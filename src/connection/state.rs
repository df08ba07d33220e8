//! Connection lifecycle state machine.
//!
//! The state machine is the single source of truth for "is a run active". Transitions that
//! leave the graph below fail with [`WorkflowError::InvalidTransition`] instead of being
//! ignored, so callers cannot race the state.

use crate::error::{WorkflowError, WorkflowResult};
use serde::{Deserialize, Serialize};
use tokio::sync::watch;
use tracing::debug;

/// Workflow connection state.
///
/// # State Machine
///
/// ```text
///  OFF ──connect()──> ON ──start()──> RUNNING ──request──> OPEN
///   ▲                  │                 ▲                   │
///   │                  │                 └─────response──────┘
///   └──── end() / abort() from any state ────────────────────┘
/// ```
#[derive(Debug, Clone, Copy, PartialEq, Eq, Hash, Serialize, Deserialize)]
pub enum ConnectionState {
    /// No engine, no channel
    Off,
    /// Channel created, engine not started
    On,
    /// Engine running, no request being handled
    Running,
    /// One engine request is being handled
    Open,
}

impl std::fmt::Display for ConnectionState {
    fn fmt(&self, f: &mut std::fmt::Formatter<'_>) -> std::fmt::Result {
        match self {
            ConnectionState::Off => write!(f, "OFF"),
            ConnectionState::On => write!(f, "ON"),
            ConnectionState::Running => write!(f, "RUNNING"),
            ConnectionState::Open => write!(f, "OPEN"),
        }
    }
}

impl ConnectionState {
    /// Whether `self -> to` is an edge of the lifecycle graph.
    pub fn can_transition_to(self, to: ConnectionState) -> bool {
        use ConnectionState::*;
        matches!(
            (self, to),
            (_, Off) | (Off, On) | (On, Running) | (Running, Open) | (Open, Running)
        )
    }

    /// Whether a run is active (engine started, not ended).
    pub fn is_active(self) -> bool {
        matches!(self, ConnectionState::Running | ConnectionState::Open)
    }
}

/// Owner of the connection state.
///
/// Only the control task holds the machine; other tasks observe it through
/// [`StateMachine::subscribe`].
#[derive(Debug)]
pub struct StateMachine {
    state: ConnectionState,
    publisher: watch::Sender<ConnectionState>,
}

impl Default for StateMachine {
    fn default() -> Self {
        Self::new()
    }
}

impl StateMachine {
    /// Machine in the OFF state.
    pub fn new() -> Self {
        let (publisher, _) = watch::channel(ConnectionState::Off);
        Self {
            state: ConnectionState::Off,
            publisher,
        }
    }

    /// Current state.
    pub fn state(&self) -> ConnectionState {
        self.state
    }

    /// Receiver that sees every state change.
    pub fn subscribe(&self) -> watch::Receiver<ConnectionState> {
        self.publisher.subscribe()
    }

    /// OFF → ON.
    pub fn connect(&mut self) -> WorkflowResult<()> {
        self.transition(ConnectionState::On)
    }

    /// ON → RUNNING.
    pub fn start(&mut self) -> WorkflowResult<()> {
        self.transition(ConnectionState::Running)
    }

    /// RUNNING → OPEN. Fails while another request is open.
    pub fn open(&mut self) -> WorkflowResult<()> {
        self.transition(ConnectionState::Open)
    }

    /// OPEN → RUNNING.
    pub fn close(&mut self) -> WorkflowResult<()> {
        self.transition(ConnectionState::Running)
    }

    /// Any → OFF. Always succeeds.
    pub fn end(&mut self) {
        self.set(ConnectionState::Off);
    }

    fn transition(&mut self, to: ConnectionState) -> WorkflowResult<()> {
        if !self.state.can_transition_to(to) {
            return Err(WorkflowError::InvalidTransition {
                from: self.state,
                to,
            });
        }
        self.set(to);
        Ok(())
    }

    fn set(&mut self, to: ConnectionState) {
        if self.state != to {
            debug!(from = %self.state, to = %to, "Connection state change");
        }
        self.state = to;
        self.publisher.send_replace(to);
    }
}
//! The engine side calling in from its own OS thread, outside the tokio runtime.

mod common;

use beamline_workflow::config::WorkflowConfig;
use beamline_workflow::connection::{ConnectionState, RunOutcome};
use beamline_workflow::protocol::{MessageType, Payload, RequestConfiguration};
use common::Harness;

#[tokio::test]
async fn blocking_calls_from_an_engine_thread() {
    let harness = Harness::start(WorkflowConfig::default()).await;
    let channel = harness.channel.clone();

    let engine_thread = std::thread::spawn(move || {
        let configuration = channel.call_blocking(
            Payload::RequestConfiguration(RequestConfiguration),
            "e1",
            Some("c1"),
        );
        let ready = channel.call_blocking(Payload::PrepareForCentring, "e1", Some("c2"));
        let completed = channel.call_blocking(Payload::WorkflowCompleted, "e1", None);
        (configuration, ready, completed)
    });
    let (configuration, ready, completed) = tokio::task::spawn_blocking(move || engine_thread.join())
        .await
        .unwrap()
        .unwrap();

    let Some(Payload::ConfigurationData(data)) = configuration else {
        panic!("expected ConfigurationData, got {configuration:?}");
    };
    assert_eq!(data.location, "/config/gphl");
    assert_eq!(ready, Some(Payload::ReadyForCentring));
    assert_eq!(completed, None);
    assert_eq!(
        harness.observations.types(),
        [MessageType::RequestConfiguration, MessageType::PrepareForCentring]
    );

    let channel = harness.channel.clone();
    let (connection, outcome) = harness.finish().await;
    assert_eq!(outcome.unwrap(), RunOutcome::Completed);
    assert_eq!(connection.state(), ConnectionState::Off);

    // Once the loop has finished, a blocking call is answered with an abort instead of hanging
    let late_thread = std::thread::spawn(move || {
        channel.call_blocking(Payload::PrepareForCentring, "e1", Some("c3"))
    });
    let late = tokio::task::spawn_blocking(move || late_thread.join())
        .await
        .unwrap()
        .unwrap();
    assert!(late.unwrap().is_abort());
}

## [Your instructions]
Copy out every line of the listing where the word "being" occurs.

## [Your solution]
//! leave the graph below fail with [`WorkflowError::InvalidTransition`] instead of being
    /// Engine running, no request being handled
    /// One engine request is being handled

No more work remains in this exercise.